- Opening Delimiter -
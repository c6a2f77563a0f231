use std::sync::Arc;
use std::sync::atomic::{AtomicBool, Ordering};

/// Re-entrancy guard for one form or control.
///
/// Clones share the flag. The lock is held for as long as the returned
/// guard lives, so it is released however the request settles.
#[derive(Debug, Clone, Default)]
pub struct InFlightLock {
    busy: Arc<AtomicBool>,
}

impl InFlightLock {
    pub fn new() -> Self {
        Self::default()
    }

    pub fn try_acquire(&self) -> Option<InFlightGuard> {
        self.busy
            .compare_exchange(false, true, Ordering::AcqRel, Ordering::Acquire)
            .ok()
            .map(|_| InFlightGuard {
                busy: Arc::clone(&self.busy),
            })
    }

    pub fn is_busy(&self) -> bool {
        self.busy.load(Ordering::Acquire)
    }
}

#[derive(Debug)]
pub struct InFlightGuard {
    busy: Arc<AtomicBool>,
}

impl Drop for InFlightGuard {
    fn drop(&mut self) {
        self.busy.store(false, Ordering::Release);
    }
}
use async_trait::async_trait;
use officehours_core::errors::OfficeHoursResult;
use officehours_core::models::allowed_student::{AllowedStudent, AllowedStudentPayload};
use officehours_core::models::booking::Booking;
use officehours_core::models::time_slot::{TimeSlot, TimeSlotPayload};

/// Endpoint paths on the backend.
pub mod paths {
    pub const TIME_SLOTS: &str = "/api/instructor/time-slots/";
    pub const USER_SLOTS: &str = "/api/instructor/get-user-slots";
    pub const BOOKINGS: &str = "/api/instructor/bookings/";
    pub const PASSWORD_RESET: &str = "/api/auth/password-reset/";
    pub const VERIFY_EMAIL_CHANGE: &str = "/api/profile/verify-email-change/";

    pub fn time_slot(id: i64) -> String {
        format!("/api/instructor/time-slots/{}", id)
    }

    pub fn allowed_students(slot_id: i64) -> String {
        format!("/api/instructor/allowed-students/{}/", slot_id)
    }

    pub fn allowed_students_status(slot_id: i64) -> String {
        format!("/api/instructor/allowed-students-status/{}/", slot_id)
    }

    pub fn allowed_student_detail(id: i64) -> String {
        format!("/api/instructor/allowed-students-detail/{}/", id)
    }
}

/// The backend as the views see it. Every call is a single request with
/// no retry.
#[async_trait]
pub trait OfficeHoursApi: Send + Sync {
    /// Returns the id the server assigned.
    async fn create_slot(&self, payload: &TimeSlotPayload) -> OfficeHoursResult<i64>;

    async fn update_slot(&self, id: i64, payload: &TimeSlotPayload) -> OfficeHoursResult<i64>;

    async fn list_slots(&self) -> OfficeHoursResult<Vec<TimeSlot>>;

    async fn list_bookings(&self) -> OfficeHoursResult<Vec<Booking>>;

    async fn list_allowed_students(&self, slot_id: i64) -> OfficeHoursResult<Vec<AllowedStudent>>;

    async fn create_allowed_student(
        &self,
        slot_id: i64,
        payload: &AllowedStudentPayload,
    ) -> OfficeHoursResult<()>;

    async fn update_allowed_student(
        &self,
        id: i64,
        payload: &AllowedStudentPayload,
    ) -> OfficeHoursResult<()>;

    async fn delete_allowed_student(&self, id: i64) -> OfficeHoursResult<()>;

    async fn set_restricted(&self, slot_id: i64, require_specific_email: bool) -> OfficeHoursResult<()>;

    async fn request_password_reset(&self, email: &str) -> OfficeHoursResult<()>;

    async fn verify_email_change(&self, uid: &str, token: &str, new_email: &str) -> OfficeHoursResult<()>;
}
- Closing Delimiter -
* What is needed:
Quote exactly the lines running from the start of the listing above through the line where "pub fn allowed_students_status(slot_id: i64)" is found, and output no other lines.

* Your response:
repository c6a2f77563a0f231
use std::sync::Arc;
use std::sync::atomic::{AtomicBool, Ordering};

/// Re-entrancy guard for one form or control.
///
/// Clones share the flag. The lock is held for as long as the returned
/// guard lives, so it is released however the request settles.
#[derive(Debug, Clone, Default)]
pub struct InFlightLock {
    busy: Arc<AtomicBool>,
}

impl InFlightLock {
    pub fn new() -> Self {
        Self::default()
    }

    pub fn try_acquire(&self) -> Option<InFlightGuard> {
        self.busy
            .compare_exchange(false, true, Ordering::AcqRel, Ordering::Acquire)
            .ok()
            .map(|_| InFlightGuard {
                busy: Arc::clone(&self.busy),
            })
    }

    pub fn is_busy(&self) -> bool {
        self.busy.load(Ordering::Acquire)
    }
}

#[derive(Debug)]
pub struct InFlightGuard {
    busy: Arc<AtomicBool>,
}

impl Drop for InFlightGuard {
    fn drop(&mut self) {
        self.busy.store(false, Ordering::Release);
    }
}
use async_trait::async_trait;
use officehours_core::errors::OfficeHoursResult;
use officehours_core::models::allowed_student::{AllowedStudent, AllowedStudentPayload};
use officehours_core::models::booking::Booking;
use officehours_core::models::time_slot::{TimeSlot, TimeSlotPayload};

/// Endpoint paths on the backend.
pub mod paths {
    pub const TIME_SLOTS: &str = "/api/instructor/time-slots/";
    pub const USER_SLOTS: &str = "/api/instructor/get-user-slots";
    pub const BOOKINGS: &str = "/api/instructor/bookings/";
    pub const PASSWORD_RESET: &str = "/api/auth/password-reset/";
    pub const VERIFY_EMAIL_CHANGE: &str = "/api/profile/verify-email-change/";

    pub fn time_slot(id: i64) -> String {
        format!("/api/instructor/time-slots/{}", id)
    }

    pub fn allowed_students(slot_id: i64) -> String {
        format!("/api/instructor/allowed-students/{}/", slot_id)
    }

    pub fn allowed_students_status(slot_id: i64) -> String {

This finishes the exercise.